The data

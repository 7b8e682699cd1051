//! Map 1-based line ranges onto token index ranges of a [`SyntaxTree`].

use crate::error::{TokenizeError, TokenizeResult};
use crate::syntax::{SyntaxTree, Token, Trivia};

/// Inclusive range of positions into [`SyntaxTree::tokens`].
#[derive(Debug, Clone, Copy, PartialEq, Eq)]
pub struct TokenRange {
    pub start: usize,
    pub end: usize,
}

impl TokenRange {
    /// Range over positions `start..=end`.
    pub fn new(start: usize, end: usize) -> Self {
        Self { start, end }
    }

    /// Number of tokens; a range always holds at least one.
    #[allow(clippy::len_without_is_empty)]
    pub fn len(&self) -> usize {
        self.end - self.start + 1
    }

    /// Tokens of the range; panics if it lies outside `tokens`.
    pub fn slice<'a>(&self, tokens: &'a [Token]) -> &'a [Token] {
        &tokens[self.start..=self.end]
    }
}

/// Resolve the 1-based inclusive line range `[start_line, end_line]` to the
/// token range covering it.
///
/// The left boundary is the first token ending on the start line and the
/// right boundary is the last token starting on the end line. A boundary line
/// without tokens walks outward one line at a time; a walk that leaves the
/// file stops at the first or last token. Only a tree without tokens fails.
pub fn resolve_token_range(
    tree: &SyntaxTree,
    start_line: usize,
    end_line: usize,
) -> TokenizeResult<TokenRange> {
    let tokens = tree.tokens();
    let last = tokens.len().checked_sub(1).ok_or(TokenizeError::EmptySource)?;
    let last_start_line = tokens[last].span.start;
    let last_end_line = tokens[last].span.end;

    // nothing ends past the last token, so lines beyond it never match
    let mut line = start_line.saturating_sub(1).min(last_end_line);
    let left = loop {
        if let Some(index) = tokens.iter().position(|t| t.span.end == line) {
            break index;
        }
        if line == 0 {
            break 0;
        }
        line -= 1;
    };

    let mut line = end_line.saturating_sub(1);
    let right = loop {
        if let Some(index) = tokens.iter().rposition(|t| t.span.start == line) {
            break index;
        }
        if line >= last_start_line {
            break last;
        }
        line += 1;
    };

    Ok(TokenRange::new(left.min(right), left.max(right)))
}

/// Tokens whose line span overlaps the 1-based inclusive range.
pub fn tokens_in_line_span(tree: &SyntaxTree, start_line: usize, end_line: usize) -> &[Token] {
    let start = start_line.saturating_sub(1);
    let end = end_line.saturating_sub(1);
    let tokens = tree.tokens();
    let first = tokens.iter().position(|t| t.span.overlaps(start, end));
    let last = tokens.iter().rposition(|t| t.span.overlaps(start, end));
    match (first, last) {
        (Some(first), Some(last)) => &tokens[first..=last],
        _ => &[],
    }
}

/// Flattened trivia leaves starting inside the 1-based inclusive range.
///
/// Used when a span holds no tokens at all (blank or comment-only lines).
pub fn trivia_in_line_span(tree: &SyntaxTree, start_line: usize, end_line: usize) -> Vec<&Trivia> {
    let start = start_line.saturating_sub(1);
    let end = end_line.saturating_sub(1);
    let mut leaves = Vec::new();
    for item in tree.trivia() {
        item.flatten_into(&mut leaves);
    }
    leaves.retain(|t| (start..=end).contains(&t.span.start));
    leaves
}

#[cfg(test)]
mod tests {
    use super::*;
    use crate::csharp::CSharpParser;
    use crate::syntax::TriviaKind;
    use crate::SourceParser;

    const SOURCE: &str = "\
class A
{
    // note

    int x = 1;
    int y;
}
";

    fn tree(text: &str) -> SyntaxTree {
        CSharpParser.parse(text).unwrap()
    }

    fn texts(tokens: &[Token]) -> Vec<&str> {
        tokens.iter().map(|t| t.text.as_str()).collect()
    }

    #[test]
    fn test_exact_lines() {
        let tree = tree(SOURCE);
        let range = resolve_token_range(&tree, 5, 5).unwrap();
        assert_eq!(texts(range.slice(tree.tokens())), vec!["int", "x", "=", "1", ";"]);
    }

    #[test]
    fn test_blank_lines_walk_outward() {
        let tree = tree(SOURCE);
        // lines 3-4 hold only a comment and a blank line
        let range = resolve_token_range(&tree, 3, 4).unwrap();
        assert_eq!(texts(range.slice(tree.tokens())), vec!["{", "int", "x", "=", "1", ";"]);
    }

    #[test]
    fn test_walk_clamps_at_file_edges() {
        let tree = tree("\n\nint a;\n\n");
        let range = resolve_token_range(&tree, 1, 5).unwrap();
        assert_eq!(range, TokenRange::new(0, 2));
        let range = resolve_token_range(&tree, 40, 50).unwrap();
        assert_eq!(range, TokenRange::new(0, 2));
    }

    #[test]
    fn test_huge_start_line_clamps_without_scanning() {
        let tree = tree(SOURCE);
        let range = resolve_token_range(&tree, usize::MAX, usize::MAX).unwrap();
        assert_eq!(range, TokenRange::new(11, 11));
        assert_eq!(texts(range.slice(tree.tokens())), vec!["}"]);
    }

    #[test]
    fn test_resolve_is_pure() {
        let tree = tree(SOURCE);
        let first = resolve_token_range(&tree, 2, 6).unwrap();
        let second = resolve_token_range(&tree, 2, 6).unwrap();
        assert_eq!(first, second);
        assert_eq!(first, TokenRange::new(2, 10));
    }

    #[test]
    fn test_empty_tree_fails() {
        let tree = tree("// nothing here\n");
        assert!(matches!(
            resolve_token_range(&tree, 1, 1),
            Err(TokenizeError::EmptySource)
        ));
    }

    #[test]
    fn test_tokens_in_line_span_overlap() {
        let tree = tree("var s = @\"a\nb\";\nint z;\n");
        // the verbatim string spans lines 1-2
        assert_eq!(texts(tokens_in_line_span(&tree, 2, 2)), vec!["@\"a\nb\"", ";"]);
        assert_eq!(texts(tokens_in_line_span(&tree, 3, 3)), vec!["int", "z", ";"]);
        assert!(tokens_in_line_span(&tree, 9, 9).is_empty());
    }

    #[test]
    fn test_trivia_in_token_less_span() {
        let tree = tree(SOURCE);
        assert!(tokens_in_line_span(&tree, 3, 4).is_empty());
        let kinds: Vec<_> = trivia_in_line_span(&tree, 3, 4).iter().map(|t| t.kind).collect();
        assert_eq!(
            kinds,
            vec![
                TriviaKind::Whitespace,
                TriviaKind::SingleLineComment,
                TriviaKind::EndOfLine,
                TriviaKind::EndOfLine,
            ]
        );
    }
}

---

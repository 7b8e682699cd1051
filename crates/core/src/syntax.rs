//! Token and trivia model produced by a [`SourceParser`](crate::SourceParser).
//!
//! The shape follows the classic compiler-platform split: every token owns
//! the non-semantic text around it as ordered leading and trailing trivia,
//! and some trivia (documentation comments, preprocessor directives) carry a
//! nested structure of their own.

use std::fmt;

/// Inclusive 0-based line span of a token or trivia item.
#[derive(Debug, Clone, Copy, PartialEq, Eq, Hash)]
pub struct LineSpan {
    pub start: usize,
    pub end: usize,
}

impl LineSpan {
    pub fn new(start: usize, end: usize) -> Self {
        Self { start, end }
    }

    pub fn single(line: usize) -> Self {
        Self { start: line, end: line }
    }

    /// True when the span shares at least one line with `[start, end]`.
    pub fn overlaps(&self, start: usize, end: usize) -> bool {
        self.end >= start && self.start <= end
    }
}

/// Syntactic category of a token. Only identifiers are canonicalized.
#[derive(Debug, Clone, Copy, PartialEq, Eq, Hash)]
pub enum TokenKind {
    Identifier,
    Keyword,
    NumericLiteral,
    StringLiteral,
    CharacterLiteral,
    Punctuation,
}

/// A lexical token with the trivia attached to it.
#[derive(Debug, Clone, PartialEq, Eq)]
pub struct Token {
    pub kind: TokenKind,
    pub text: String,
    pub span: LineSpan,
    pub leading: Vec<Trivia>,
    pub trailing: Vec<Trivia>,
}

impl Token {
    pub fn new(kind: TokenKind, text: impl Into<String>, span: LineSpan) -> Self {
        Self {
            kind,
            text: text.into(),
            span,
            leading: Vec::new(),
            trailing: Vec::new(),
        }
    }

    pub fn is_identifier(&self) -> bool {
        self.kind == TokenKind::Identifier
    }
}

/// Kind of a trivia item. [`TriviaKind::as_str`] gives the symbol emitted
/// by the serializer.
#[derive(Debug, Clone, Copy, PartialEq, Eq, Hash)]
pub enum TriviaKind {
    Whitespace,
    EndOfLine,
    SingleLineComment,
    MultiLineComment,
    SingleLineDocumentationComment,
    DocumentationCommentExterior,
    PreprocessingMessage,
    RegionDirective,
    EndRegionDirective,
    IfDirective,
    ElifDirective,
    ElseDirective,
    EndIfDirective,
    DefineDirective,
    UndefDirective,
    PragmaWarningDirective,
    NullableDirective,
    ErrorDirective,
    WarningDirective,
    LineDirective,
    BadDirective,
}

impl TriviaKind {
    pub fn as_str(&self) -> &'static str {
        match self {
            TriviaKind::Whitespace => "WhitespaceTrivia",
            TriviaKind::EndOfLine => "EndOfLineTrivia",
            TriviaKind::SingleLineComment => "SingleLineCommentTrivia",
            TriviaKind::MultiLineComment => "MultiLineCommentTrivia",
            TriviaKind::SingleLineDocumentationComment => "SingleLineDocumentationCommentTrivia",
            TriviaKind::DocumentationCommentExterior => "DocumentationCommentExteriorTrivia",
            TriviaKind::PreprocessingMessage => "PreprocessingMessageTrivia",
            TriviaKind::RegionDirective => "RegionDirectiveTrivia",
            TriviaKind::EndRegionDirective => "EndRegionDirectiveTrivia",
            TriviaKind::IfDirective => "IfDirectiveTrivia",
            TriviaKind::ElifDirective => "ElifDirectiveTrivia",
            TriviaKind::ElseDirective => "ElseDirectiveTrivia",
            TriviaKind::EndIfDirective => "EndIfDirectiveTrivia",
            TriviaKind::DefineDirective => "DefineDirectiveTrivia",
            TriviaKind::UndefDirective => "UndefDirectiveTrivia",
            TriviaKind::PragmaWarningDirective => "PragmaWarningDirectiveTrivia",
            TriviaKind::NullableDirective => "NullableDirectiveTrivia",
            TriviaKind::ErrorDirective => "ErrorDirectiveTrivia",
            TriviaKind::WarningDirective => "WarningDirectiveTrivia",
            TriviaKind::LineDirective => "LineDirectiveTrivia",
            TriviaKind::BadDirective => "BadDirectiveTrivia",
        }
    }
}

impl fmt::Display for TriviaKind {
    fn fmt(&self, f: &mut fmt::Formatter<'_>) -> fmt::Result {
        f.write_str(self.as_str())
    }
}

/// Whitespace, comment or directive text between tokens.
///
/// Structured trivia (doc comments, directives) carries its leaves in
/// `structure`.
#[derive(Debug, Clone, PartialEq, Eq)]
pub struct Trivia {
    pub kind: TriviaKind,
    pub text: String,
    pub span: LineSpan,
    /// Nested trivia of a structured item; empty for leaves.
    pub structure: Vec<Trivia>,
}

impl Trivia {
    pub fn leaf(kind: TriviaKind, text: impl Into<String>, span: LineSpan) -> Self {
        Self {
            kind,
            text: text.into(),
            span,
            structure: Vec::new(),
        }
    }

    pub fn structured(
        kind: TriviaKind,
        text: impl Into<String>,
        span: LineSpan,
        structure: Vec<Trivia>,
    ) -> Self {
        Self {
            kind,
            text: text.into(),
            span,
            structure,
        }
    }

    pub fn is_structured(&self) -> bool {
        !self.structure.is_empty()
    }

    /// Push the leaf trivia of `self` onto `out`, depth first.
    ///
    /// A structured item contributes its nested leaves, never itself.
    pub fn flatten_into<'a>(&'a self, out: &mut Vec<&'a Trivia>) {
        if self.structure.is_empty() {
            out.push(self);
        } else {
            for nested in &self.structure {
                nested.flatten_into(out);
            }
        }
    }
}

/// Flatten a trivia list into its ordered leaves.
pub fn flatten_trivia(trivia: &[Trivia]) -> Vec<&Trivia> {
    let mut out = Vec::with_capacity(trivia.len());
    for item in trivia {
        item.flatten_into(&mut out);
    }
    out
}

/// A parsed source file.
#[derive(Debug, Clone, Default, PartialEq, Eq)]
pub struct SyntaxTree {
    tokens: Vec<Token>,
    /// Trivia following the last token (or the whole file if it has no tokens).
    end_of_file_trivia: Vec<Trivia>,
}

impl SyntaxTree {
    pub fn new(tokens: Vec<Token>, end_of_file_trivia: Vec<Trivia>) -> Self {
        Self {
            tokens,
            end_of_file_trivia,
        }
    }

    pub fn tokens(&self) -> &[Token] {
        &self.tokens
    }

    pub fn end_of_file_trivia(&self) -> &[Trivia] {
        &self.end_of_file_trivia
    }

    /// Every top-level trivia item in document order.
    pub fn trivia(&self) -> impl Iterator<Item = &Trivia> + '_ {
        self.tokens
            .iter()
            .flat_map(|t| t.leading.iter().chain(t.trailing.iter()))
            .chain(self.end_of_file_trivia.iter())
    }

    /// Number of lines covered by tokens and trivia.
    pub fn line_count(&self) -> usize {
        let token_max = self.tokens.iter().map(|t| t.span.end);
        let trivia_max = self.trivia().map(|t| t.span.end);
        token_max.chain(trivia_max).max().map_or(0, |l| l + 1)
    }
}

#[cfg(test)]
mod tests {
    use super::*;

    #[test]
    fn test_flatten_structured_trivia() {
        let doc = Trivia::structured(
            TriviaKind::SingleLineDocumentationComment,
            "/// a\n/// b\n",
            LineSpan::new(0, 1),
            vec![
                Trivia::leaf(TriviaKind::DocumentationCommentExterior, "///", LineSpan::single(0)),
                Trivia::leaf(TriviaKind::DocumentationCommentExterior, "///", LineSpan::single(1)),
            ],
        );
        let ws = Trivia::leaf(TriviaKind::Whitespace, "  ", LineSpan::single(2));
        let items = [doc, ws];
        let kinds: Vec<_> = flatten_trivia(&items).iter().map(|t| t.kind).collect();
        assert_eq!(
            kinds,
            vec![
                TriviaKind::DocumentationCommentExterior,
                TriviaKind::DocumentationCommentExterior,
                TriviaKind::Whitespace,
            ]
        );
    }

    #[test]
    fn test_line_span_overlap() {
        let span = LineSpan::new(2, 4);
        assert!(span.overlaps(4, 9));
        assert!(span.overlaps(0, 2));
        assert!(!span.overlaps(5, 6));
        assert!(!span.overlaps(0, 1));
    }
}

Task goal
Which lines in the records above contain the string "ElseDirective"? Copy them.

Response below
    ElseDirective,
            TriviaKind::ElseDirective => "ElseDirectiveTrivia",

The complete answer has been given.